(575a) Direct Land Use Change Greenhouse Gas Emissions Associated With Forest-Based Biofuels and Bioenergy Production in Michigan

Michigan has one of the largest amounts of timber net growth in excess of removals of any state (135.6 million cubic feet per year). Some of this excess timber growth could be a promising feedstock to address the state’s forest products industry while also creating a thriving renewable fuels industry. However, harvesting of forest resources for bioenergy production could reduce terrestrial C storage in the near term. Therefore, forest-based bioenergy LCA should incorporate forest carbon stock assessment over a long time frame to estimate the total greenhouse gas (GHG) emissions. In this study, the Carbon Budget Model of the Canadian Forest Sector (CBM-CFS3) is applied to simulate the C stock change in Michigan over a greater than 200 year time frame for aspen-dominated forests, where aspen is intensively harvested for biofuel and bioenergy production. Under intensive harvesting, additional aspen biomass could produce an extra of 18.46 billion gallons of ethanol to blend with gasoline for the transport sector over the next 250 years.

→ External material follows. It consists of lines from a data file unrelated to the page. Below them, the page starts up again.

//! Draws render commands into a ratatui buffer.

use ratatui::buffer::Buffer;
use ratatui::layout::Rect;
use ratatui::style::Style;
use unicode_width::UnicodeWidthChar;

use crate::image::ImageCache;
use crate::layout::{BorderWidths, BoundingBox, CommandKind, RenderCommand};

use super::images::draw_image;
use super::style::{Palette, Rgba, TextStyle, terminal_color};

const REPLACEMENT: char = '\u{FFFD}';
const PLACEHOLDER_FILL: &str = "░";
const TAB_CELLS: u16 = 4;

/// Cell rectangle with exclusive far edges. May extend past the buffer.
#[derive(Debug, Clone, Copy, PartialEq, Eq)]
pub(super) struct CellRect {
    pub x0: i32,
    pub y0: i32,
    pub x1: i32,
    pub y1: i32,
}

impl CellRect {
    pub fn from_bounds(bounds: &BoundingBox) -> Self {
        let x0 = bounds.x.round() as i32;
        let y0 = bounds.y.round() as i32;
        Self {
            x0,
            y0,
            x1: x0 + bounds.width.round() as i32,
            y1: y0 + bounds.height.round() as i32,
        }
    }

    pub fn from_area(area: Rect) -> Self {
        Self {
            x0: i32::from(area.x),
            y0: i32::from(area.y),
            x1: i32::from(area.right()),
            y1: i32::from(area.bottom()),
        }
    }

    pub fn intersect(self, other: Self) -> Self {
        Self {
            x0: self.x0.max(other.x0),
            y0: self.y0.max(other.y0),
            x1: self.x1.min(other.x1).max(self.x0.max(other.x0)),
            y1: self.y1.min(other.y1).max(self.y0.max(other.y0)),
        }
    }

    pub const fn is_empty(self) -> bool {
        self.x1 <= self.x0 || self.y1 <= self.y0
    }

    pub const fn contains(self, x: i32, y: i32) -> bool {
        x >= self.x0 && x < self.x1 && y >= self.y0 && y < self.y1
    }

    pub fn width(self) -> u16 {
        u16::try_from(self.x1 - self.x0).unwrap_or(0)
    }

    pub fn height(self) -> u16 {
        u16::try_from(self.y1 - self.y0).unwrap_or(0)
    }
}

/// Rasterizes one frame of commands.
///
/// Keeps the RGBA background of every cell so translucent fills and text
/// colors blend with what is underneath.
pub struct Rasterizer<'b> {
    buf: &'b mut Buffer,
    backgrounds: Vec<Rgba>,
    clips: Vec<CellRect>,
    palette: Palette,
    truecolor: bool,
}

impl<'b> Rasterizer<'b> {
    pub fn new(buf: &'b mut Buffer, palette: Palette, truecolor: bool) -> Self {
        let cells = usize::from(buf.area.width) * usize::from(buf.area.height);
        Self {
            buf,
            backgrounds: vec![palette.background; cells],
            clips: Vec::new(),
            palette,
            truecolor,
        }
    }

    /// Clear the buffer to the palette background and draw `commands`.
    pub fn draw(&mut self, commands: &[RenderCommand<'_>], images: &mut ImageCache) {
        let clear = Style::default()
            .bg(self.color(self.palette.background))
            .fg(self.color(self.palette.foreground));
        let area = self.buf.area;
        self.buf.set_style(area, clear);
        for cell in &mut self.buf.content {
            cell.set_symbol(" ");
        }
        self.backgrounds.fill(self.palette.background);
        self.clips.clear();

        for command in commands {
            let rect = CellRect::from_bounds(&command.bounds);
            match &command.kind {
                CommandKind::Rectangle { color, .. } => self.fill(rect, *color),
                CommandKind::Border { color, widths, .. } => self.border(rect, *color, *widths),
                CommandKind::Text { text, style } => self.text(rect, text, *style),
                CommandKind::Image { handle } => {
                    let clip = self.clip().intersect(rect);
                    if clip.is_empty() {
                        continue;
                    }
                    let drawn = images
                        .protocol_mut(*handle)
                        .is_some_and(|protocol| draw_image(self.buf, protocol, rect, clip, self.truecolor));
                    if !drawn {
                        self.placeholder(clip);
                    }
                }
                CommandKind::ScissorStart => {
                    let clip = self.clip().intersect(rect);
                    self.clips.push(clip);
                }
                CommandKind::ScissorEnd => {
                    self.clips.pop();
                }
            }
        }
    }

    fn clip(&self) -> CellRect {
        let screen = CellRect::from_area(self.buf.area);
        self.clips.last().map_or(screen, |clip| clip.intersect(screen))
    }

    fn color(&self, color: Rgba) -> ratatui::style::Color {
        terminal_color(color, self.truecolor)
    }

    fn index(&self, x: i32, y: i32) -> Option<(usize, u16, u16)> {
        let (x, y) = (u16::try_from(x).ok()?, u16::try_from(y).ok()?);
        let area = self.buf.area;
        if x < area.x || y < area.y || x >= area.right() || y >= area.bottom() {
            return None;
        }
        let i = usize::from(y - area.y) * usize::from(area.width) + usize::from(x - area.x);
        Some((i, x, y))
    }

    fn fill(&mut self, rect: CellRect, color: Rgba) {
        let rect = self.clip().intersect(rect);
        for y in rect.y0..rect.y1 {
            for x in rect.x0..rect.x1 {
                let Some((i, cx, cy)) = self.index(x, y) else {
                    continue;
                };
                let blended = color.over(self.backgrounds[i]);
                self.backgrounds[i] = blended;
                let bg = self.color(blended);
                self.buf[(cx, cy)].set_symbol(" ").set_bg(bg);
            }
        }
    }

    fn border(&mut self, rect: CellRect, color: Rgba, widths: BorderWidths) {
        if rect.is_empty() {
            return;
        }
        let glyphs = |width: u16| if width >= 2 { HEAVY } else { LIGHT };
        let (right, bottom) = (rect.x1 - 1, rect.y1 - 1);
        if widths.top > 0 {
            let g = glyphs(widths.top);
            for x in rect.x0..rect.x1 {
                self.glyph(x, rect.y0, g.horizontal, color);
            }
        }
        if widths.bottom > 0 {
            let g = glyphs(widths.bottom);
            for x in rect.x0..rect.x1 {
                self.glyph(x, bottom, g.horizontal, color);
            }
        }
        if widths.left > 0 {
            let g = glyphs(widths.left);
            for y in rect.y0..rect.y1 {
                self.glyph(rect.x0, y, g.vertical, color);
            }
        }
        if widths.right > 0 {
            let g = glyphs(widths.right);
            for y in rect.y0..rect.y1 {
                self.glyph(right, y, g.vertical, color);
            }
        }
        let corner = glyphs(widths.top.max(widths.bottom).max(widths.left).max(widths.right));
        if widths.top > 0 && widths.left > 0 {
            self.glyph(rect.x0, rect.y0, corner.top_left, color);
        }
        if widths.top > 0 && widths.right > 0 {
            self.glyph(right, rect.y0, corner.top_right, color);
        }
        if widths.bottom > 0 && widths.left > 0 {
            self.glyph(rect.x0, bottom, corner.bottom_left, color);
        }
        if widths.bottom > 0 && widths.right > 0 {
            self.glyph(right, bottom, corner.bottom_right, color);
        }
    }

    fn glyph(&mut self, x: i32, y: i32, symbol: &str, color: Rgba) {
        if !self.clip().contains(x, y) {
            return;
        }
        let Some((i, cx, cy)) = self.index(x, y) else {
            return;
        };
        let fg = self.color(color.over(self.backgrounds[i]));
        self.buf[(cx, cy)].set_symbol(symbol).set_fg(fg);
    }

    fn text(&mut self, rect: CellRect, text: &str, style: TextStyle) {
        let clip = self.clip();
        let y = rect.y0;
        let mut x = rect.x0;
        let mut utf8 = [0u8; 4];
        for ch in text.chars() {
            if ch == '\t' {
                x += i32::from(TAB_CELLS);
                continue;
            }
            let ch = if ch.is_control() { REPLACEMENT } else { ch };
            let Some(width) = ch.width().filter(|w| *w > 0) else {
                continue;
            };
            let width = width as i32;
            let fits = clip.contains(x, y) && clip.contains(x + width - 1, y);
            if fits {
                if let Some((i, cx, cy)) = self.index(x, y) {
                    let ratatui_style = style.to_ratatui(self.backgrounds[i], self.truecolor);
                    let cell = &mut self.buf[(cx, cy)];
                    cell.set_symbol(ch.encode_utf8(&mut utf8)).set_style(ratatui_style);
                    for extra in 1..width {
                        if let Some((_, ex, ey)) = self.index(x + extra, y) {
                            self.buf[(ex, ey)].set_symbol(" ");
                        }
                    }
                }
            }
            x += width;
        }
    }

    fn placeholder(&mut self, rect: CellRect) {
        let fg = self.color(self.palette.dim.over(self.palette.background));
        for y in rect.y0..rect.y1 {
            for x in rect.x0..rect.x1 {
                if let Some((_, cx, cy)) = self.index(x, y) {
                    self.buf[(cx, cy)].set_symbol(PLACEHOLDER_FILL).set_fg(fg);
                }
            }
        }
    }
}

struct BoxGlyphs {
    horizontal: &'static str,
    vertical: &'static str,
    top_left: &'static str,
    top_right: &'static str,
    bottom_left: &'static str,
    bottom_right: &'static str,
}

const LIGHT: BoxGlyphs = BoxGlyphs {
    horizontal: "─",
    vertical: "│",
    top_left: "┌",
    top_right: "┐",
    bottom_left: "└",
    bottom_right: "┘",
};

const HEAVY: BoxGlyphs = BoxGlyphs {
    horizontal: "━",
    vertical: "┃",
    top_left: "┏",
    top_right: "┓",
    bottom_left: "┗",
    bottom_right: "┛",
};

/// Clear `buf` and draw `commands` into it.
pub fn rasterize(
    commands: &[RenderCommand<'_>],
    buf: &mut Buffer,
    images: &mut ImageCache,
    palette: &Palette,
    truecolor: bool,
) {
    Rasterizer::new(buf, *palette, truecolor).draw(commands, images);
}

Alternatively, the same biomass could be used to produce 32.25 billion gallons of bio-oil by fast pyrolysis process, which can be combusted to generate electricity or upgraded to renewable gasoline and diesel.  Model results show that the biofuels (ethanol or pyrolysis oil) and bioenergy (electricity) result in higher GHG emissions than using fossil fuels and business-as-usual aspen harvesting due to the forest carbon loss in the short term. However, the intensive management and harvest of aspen helps accumulates more C in the ecosystem over the long term, which results in negative dLUC emissions (credit) eventually. The time required for this initial carbon debt to be repaid is approximately 60 years for both biofuels; thereafter, this aspen harvesting and management approach accrues GHG savings compared to use of fossil fuels.  This study also shows that forest carbon dynamics and dLUC emissions are highly sensitive to the assumed post-harvest growth curve, which can change the time required to overcome the initial C debt.